A new report from J.D. Power points to the shift in driving and vehicle ownership habits in Canada as having a significant impact on the automotive service industry.

According to the J.D. Power 2021 Canada Customer Service Index—Long-Term (CSI-LT) Study, which was released on September 9, the total size of the four- to 12-year-old auto service market plunged to $6.6 billion in 2021 from $9.2 billion in 2020.

“We’re seeing the effect of broader macro-economic forces in the automotive space,” said J.D. Ney, Automotive Practice lead at J.D. Power Canada.

Since fewer kilometres were driven during this period (and overall during the pandemic), and with a shortage of service availability in some major markets, J.D. Power said the industry experienced a drop in total service occasions of almost 20 per cent year-over-year, “with aftermarket locations capturing 54 per cent of those service occasions remaining, compared with 46 per cent for new-vehicle dealers.”

Furthermore, the share of overall industry revenue from aftermarket locations jumped to 44 per cent in 2021 from 40 per cent in 2020, representing a swing of more than $200 million in relative revenue share.

“This reverses a multi-year trend of new-vehicle dealerships steadily taking a greater share of revenue,” said J.D. Power in its news release.

The study also found that the average cost per service at dealerships also fell to $332 from $375 a year ago, during a period when these businesses experienced more than 3.5 million fewer service visits YOY.

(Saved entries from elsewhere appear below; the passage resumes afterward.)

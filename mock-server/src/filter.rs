//! Filter conditions as the mock API reads them.
//!
//! GET requests carry `query[i][field]` pairs; POST requests carry the same
//! conditions as a JSON array. Expressions are combined with AND; within
//! one expression `operator` combines its values.

use std::collections::BTreeMap;

use serde::{Deserialize, Serialize};
use serde_json::Value;

#[derive(Clone, Debug, PartialEq, Serialize, Deserialize)]
pub struct Condition {
    pub attribute: String,
    #[serde(default = "default_operator")]
    pub operator: String,
    #[serde(default = "default_sign")]
    pub sign: String,
    #[serde(default)]
    pub values: Vec<Value>,
}

fn default_operator() -> String {
    "or".to_string()
}

fn default_sign() -> String {
    "equals".to_string()
}

const SIGNS: [&str; 10] = [
    "equals",
    "exactEquals",
    "notEquals",
    "notExactEquals",
    "contains",
    "notContains",
    "greaterThan",
    "greaterOrEqual",
    "lowerThan",
    "lowerOrEqual",
];

impl Condition {
    pub fn validate(&self) -> Result<(), String> {
        if self.attribute.is_empty() {
            return Err("condition is missing an attribute".to_string());
        }
        if !matches!(self.operator.as_str(), "and" | "or") {
            return Err(format!("unsupported operator `{}`", self.operator));
        }
        if !SIGNS.contains(&self.sign.as_str()) {
            return Err(format!("unsupported sign `{}`", self.sign));
        }
        if self.values.is_empty() {
            return Err(format!("condition on `{}` has no values", self.attribute));
        }
        Ok(())
    }

    pub fn matches(&self, record: &Value) -> bool {
        let field = lookup(record, &self.attribute);
        let mut results = self.values.iter().map(|value| self.matches_value(field, value));
        match self.operator.as_str() {
            "and" => results.all(|hit| hit),
            _ => results.any(|hit| hit),
        }
    }

    fn matches_value(&self, field: Option<&Value>, wanted: &Value) -> bool {
        let wanted = text(wanted);
        let candidates: Vec<String> = match field {
            Some(Value::Array(items)) => items.iter().map(text).collect(),
            Some(Value::Null) | None => Vec::new(),
            Some(other) => vec![text(other)],
        };
        let lower = wanted.to_lowercase();
        match self.sign.as_str() {
            "equals" => candidates.iter().any(|c| c.to_lowercase() == lower),
            "exactEquals" => candidates.iter().any(|c| *c == wanted),
            "notEquals" => candidates.iter().all(|c| c.to_lowercase() != lower),
            "notExactEquals" => candidates.iter().all(|c| *c != wanted),
            "contains" => candidates.iter().any(|c| c.to_lowercase().contains(&lower)),
            "notContains" => candidates.iter().all(|c| !c.to_lowercase().contains(&lower)),
            sign => {
                let Ok(bound) = wanted.parse::<f64>() else { return false };
                candidates.iter().filter_map(|c| c.parse::<f64>().ok()).any(|n| match sign {
                    "greaterThan" => n > bound,
                    "greaterOrEqual" => n >= bound,
                    "lowerThan" => n < bound,
                    "lowerOrEqual" => n <= bound,
                    _ => false,
                })
            }
        }
    }
}

/// Read `key[i][field]` and `key[i][values][j]` pairs back into conditions.
pub fn from_query_pairs(key: &str, pairs: &[(String, String)]) -> Result<Vec<Condition>, String> {
    let prefix = format!("{key}[");
    let mut slots: BTreeMap<usize, BTreeMap<String, Vec<(usize, String)>>> = BTreeMap::new();
    for (name, value) in pairs {
        let Some(rest) = name.strip_prefix(&prefix) else { continue };
        let parts: Vec<&str> = rest.trim_end_matches(']').split("][").collect();
        let (index, field, position) = match parts.as_slice() {
            [index, field] => (*index, *field, 0),
            [index, field, position] => (*index, *field, position.parse::<usize>().map_err(|_| format!("bad key `{name}`"))?),
            _ => return Err(format!("bad key `{name}`")),
        };
        let index: usize = index.parse().map_err(|_| format!("bad key `{name}`"))?;
        slots
            .entry(index)
            .or_default()
            .entry(field.to_string())
            .or_default()
            .push((position, value.clone()));
    }

    slots
        .into_values()
        .map(|mut fields| -> Result<Condition, String> {
            let mut single = |name: &str| fields.remove(name).and_then(|mut v| v.pop()).map(|(_, v)| v);
            let attribute = single("attribute").unwrap_or_default();
            let operator = single("operator").unwrap_or_else(default_operator);
            let sign = single("sign").unwrap_or_else(default_sign);
            let mut values = fields.remove("values").unwrap_or_default();
            values.sort_by_key(|(position, _)| *position);
            let condition = Condition {
                attribute,
                operator,
                sign,
                values: values.into_iter().map(|(_, v)| Value::String(v)).collect(),
            };
            condition.validate()?;
            Ok(condition)
        })
        .collect()
}

/// Dotted path lookup.
fn lookup<'a>(record: &'a Value, path: &str) -> Option<&'a Value> {
    path.split('.').try_fold(record, |current, part| current.get(part))
}

fn text(value: &Value) -> String {
    match value {
        Value::String(s) => s.clone(),
        other => other.to_string(),
    }
}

J.D. Power also notes that total revenues declined in the aftermarket, with the average spend among non-dealer facilities decreasing to $226 from $241 in 2020. To sum it all up, dealer revenues decreased approximately $1.83 billion, while non-dealer service facilities were down $725 million.

But there is some good news.

“Besides the decline in service visits and revenue, there is a bright spot for the service business,” said Ney. “Many vehicle owners opted to make more expensive repairs to their current vehicle rather than to trade it in for a new vehicle or absorb the added cost of a pre-owned vehicle, where we’ve seen prices soar recently.”

The number of customer visits and spend per visit declined YOY, but overall satisfaction with auto service departments remains consistent. On a 1,000-point scale, the combined overall satisfaction with dealerships and non-dealers is 791—the same as 2020. Satisfaction with non-dealers averages 796, while satisfaction with dealerships averages 786.

Some of the key findings from the study point to the area of macro-economics, as earlier mentioned by Ney, and how it is forcing some owners into more significant repairs (some are opting for more expensive repairs).

Another finding points to the fact that effective communication increases satisfaction.

“Tracking the effect of dozens of diagnostic factors or key performance indicators (KPIs) across multiple study years reveals that actions such as keeping customers informed of the status of their repair have become much more effective over time,” said J.D. Power.

As for dealership rankings: Audi dealerships ranked highest in overall customer satisfaction for the second year in a row, with a score of 825, followed by Great Canadian Oil Change (823), and Volkswagen dealerships (817).

J.D. Power’s Canada Customer Service Index—Long-Term (CSI-LT) Study measures satisfaction and intended loyalty among owners with vehicles that are four- to 12-years old, and then analyzes the customer experience in both warranty and non-warranty service visits.

The company said their analysis for overall satisfaction is based on five factors: service initiation (24 per cent); service quality (23 per cent); service advisor (20 per cent); service facility (17 per cent); and vehicle pick-up (16 per cent).

The study includes the response of 8,101 surveyed vehicle owners, and was conducted between April through June 2021.